Ensuite, il faut intégrer la donnée fondamentale de l’organisation de la France et donc du fonctionnement économique, social et politique du pays. Alors que les Anglais venaient de poser, avec la Magna Carta, les bases de la société individualiste que leurs épigones étasuniens essaient lourdement d’imposer au monde d'aujourd’hui pour vendre leurs produits, Les Français amorçaient à la fin du XIIIe siècle avec Philippe le Bel la construction de leur société autour de l’État, un État chargé d’assurer une répartition équitable des pouvoirs et des richesses et d’assurer sa protection. L’État devenait le garant d’une société inclusive et non pas le spectateur d’une société exclusive à l’anglo-saxonne, les Français étant invités à rêver d’une aventure collective et non pas d’une addition d’aventures individuelles.
Si vous acceptez ces deux postulats, vous avez la clé de l’échec de Macron. Propulsé au pouvoir par un gang de milliardaires qui voulaient changer la France à leur profit en commençant par laminer l’État, il a révulsé les Français par des « réformes » appuyées sur des discours provocateurs, des Français qui ne veulent pas voir l’État s’effacer pour les laisser seuls face à la jungle mondialisée et ses fauves.
On le voit bien avec l’impact de l’annonce de la désindexation des retraites. Ce ne sont pas seulement les actuels retraités qui s’inquiètent de leur pouvoir d’achat immédiat, ce sont tous les actifs qui se demandent quelles seront leurs retraites futures. Il en résulte que toute la société française est négativement atteinte par une telle décision. Allez faire passer la « réforme » des retraites après cela.
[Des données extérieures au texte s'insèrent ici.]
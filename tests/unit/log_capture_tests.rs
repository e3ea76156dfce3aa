//! Unit tests for the log records the bridge emits: decode failures from the
//! stdout reader, and node `log` events re-emitted by the dispatcher.
//!
//! A JSON `tracing_subscriber` writing into a shared buffer is installed as
//! the thread default, so records are captured without a global subscriber.

use std::io::Write;
use std::sync::{Arc, Mutex};

use serde_json::{json, Value};
use tokio::sync::mpsc;
use tracing::subscriber::DefaultGuard;
use tracing_subscriber::fmt::MakeWriter;

use peer_bridge::bridge::dispatcher::EventDispatcher;
use peer_bridge::node::event::{LogLevel, NodeEvent, NodeSignal};
use peer_bridge::node::reader::run_reader;

// ── Capture ─────────────────────────────────────────────────────────────────

#[derive(Clone, Default)]
struct CapturedLogs(Arc<Mutex<Vec<u8>>>);

impl Write for CapturedLogs {
    fn write(&mut self, buf: &[u8]) -> std::io::Result<usize> {
        self.0.lock().unwrap().extend_from_slice(buf);
        Ok(buf.len())
    }

    fn flush(&mut self) -> std::io::Result<()> {
        Ok(())
    }
}

impl<'a> MakeWriter<'a> for CapturedLogs {
    type Writer = Self;

    fn make_writer(&'a self) -> Self::Writer {
        self.clone()
    }
}

impl CapturedLogs {
    fn install(&self) -> DefaultGuard {
        let subscriber = tracing_subscriber::fmt()
            .json()
            .with_max_level(tracing::Level::TRACE)
            .with_writer(self.clone())
            .finish();
        tracing::subscriber::set_default(subscriber)
    }

    fn records(&self) -> Vec<Value> {
        let raw = self.0.lock().unwrap().clone();
        String::from_utf8(raw)
            .expect("log output is utf-8")
            .lines()
            .map(|line| serde_json::from_str(line).expect("each record is one JSON line"))
            .collect()
    }

    fn at_level(&self, level: &str) -> Vec<Value> {
        self.records()
            .into_iter()
            .filter(|r| r["level"] == level)
            .collect()
    }
}

// ── Decode failures ─────────────────────────────────────────────────────────

#[tokio::test]
async fn malformed_line_logs_one_decode_error_with_raw_line() {
    let logs = CapturedLogs::default();
    let _guard = logs.install();

    let stdout = concat!(
        "{\"type\":\"ready\",\"peerId\":\"p1\"}\n",
        "{this is not json\n",
        "{\"type\":\"message\",\"from\":\"p2\",\"data\":\"hi\"}\n",
    );
    let (tx, mut rx) = mpsc::channel(8);
    run_reader(stdout.as_bytes(), tx).await.expect("reader");

    let mut forwarded = 0;
    while rx.recv().await.is_some() {
        forwarded += 1;
    }
    assert_eq!(forwarded, 2, "both valid lines still arrive");

    let errors = logs.at_level("ERROR");
    assert_eq!(errors.len(), 1, "exactly one decode failure: {errors:?}");
    let fields = &errors[0]["fields"];
    assert_eq!(fields["namespace"], "p2p");
    assert_eq!(fields["raw_line"], "{this is not json");
    assert_eq!(fields["message"], "failed to parse node output");
    assert!(
        fields["error"].as_str().unwrap_or_default().starts_with("decode:"),
        "{fields}"
    );
}

#[tokio::test]
async fn missing_required_field_is_logged_as_decode_error() {
    let logs = CapturedLogs::default();
    let _guard = logs.install();

    let (tx, _rx) = mpsc::channel(8);
    run_reader(&b"{\"type\":\"ready\"}\n"[..], tx).await.expect("reader");

    let errors = logs.at_level("ERROR");
    assert_eq!(errors.len(), 1);
    assert_eq!(errors[0]["fields"]["raw_line"], "{\"type\":\"ready\"}");
    assert!(errors[0]["fields"]["error"]
        .as_str()
        .unwrap_or_default()
        .contains("peerId"));
}

#[tokio::test]
async fn unknown_event_type_is_not_an_error() {
    let logs = CapturedLogs::default();
    let _guard = logs.install();

    let (tx, _rx) = mpsc::channel(8);
    run_reader(&b"{\"type\":\"telemetry\"}\n"[..], tx).await.expect("reader");

    assert!(logs.at_level("ERROR").is_empty());
}

// ── Node log forwarding ─────────────────────────────────────────────────────

fn node_log(level: LogLevel, namespace: &str, message: &str, meta: Option<Value>) -> NodeSignal {
    NodeSignal::Event(NodeEvent::Log {
        level,
        namespace: namespace.to_owned(),
        message: message.to_owned(),
        meta,
    })
}

#[test]
fn node_log_is_reemitted_at_its_level_and_namespace() {
    let logs = CapturedLogs::default();
    let dispatcher = EventDispatcher::new();

    tracing::subscriber::with_default(
        tracing_subscriber::fmt()
            .json()
            .with_max_level(tracing::Level::TRACE)
            .with_writer(logs.clone())
            .finish(),
        || {
            dispatcher.dispatch(node_log(
                LogLevel::Warn,
                "libp2p::swarm",
                "connection reset",
                Some(json!({"peer": "x"})),
            ));
        },
    );

    let records = logs.records();
    assert_eq!(records.len(), 1, "{records:?}");
    assert_eq!(records[0]["level"], "WARN");
    let fields = &records[0]["fields"];
    assert_eq!(fields["namespace"], "libp2p::swarm");
    assert_eq!(fields["message"], "connection reset");
    let meta: Value = serde_json::from_str(fields["meta"].as_str().expect("meta is recorded"))
        .expect("meta is JSON text");
    assert_eq!(meta, json!({"peer": "x"}));
}

#[test]
fn every_node_level_maps_to_the_same_tracing_level() {
    let logs = CapturedLogs::default();
    let dispatcher = EventDispatcher::new();
    let _guard = logs.install();

    for level in [LogLevel::Debug, LogLevel::Info, LogLevel::Warn, LogLevel::Error] {
        dispatcher.dispatch(node_log(level, "dht", "tick", None));
    }

    let levels: Vec<Value> = logs.records().iter().map(|r| r["level"].clone()).collect();
    assert_eq!(levels, vec![json!("DEBUG"), json!("INFO"), json!("WARN"), json!("ERROR")]);
    assert!(
        logs.records().iter().all(|r| r["fields"]["namespace"] == "dht"
            && r["fields"].get("meta").is_none()),
        "no meta recorded when the node sent none"
    );
}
Les Français veulent préserver leur société, avec le soutien séculaire de leur État. S’attaquant à ce fondement central de la société française, les apprentis sorciers se sont disqualifiés. Aussi, je suis convaincu que le mot d’ordre politique qui va vite s’imposer tournera autour de la protection assurée par l’État : protection de l’État lui-même, protection sociale, protection économique, protection de l’agriculture, protection écologique, protection de l’industrie avant de la reconstruire.
Une fois que la priorité de ce thème se sera imposée, je ne m’inquiète pas de la capacité de nos technocrates, aujourd’hui livrés au vertige de l’argent mondialisé, à trouver demain les moyens de l’assurer autour de la monnaie, de l’organisation du financement de l’État ou des protections douanières : l’intendance suivra les objectifs politiques.
L’action politique d’aujourd’hui a montré sa vacuité dans le cadre de la société française de 2018. L’année 2019 devrait permettre de lui en donner un et de ce point de vue, il me paraît évident que le thème de la protection s’imposera.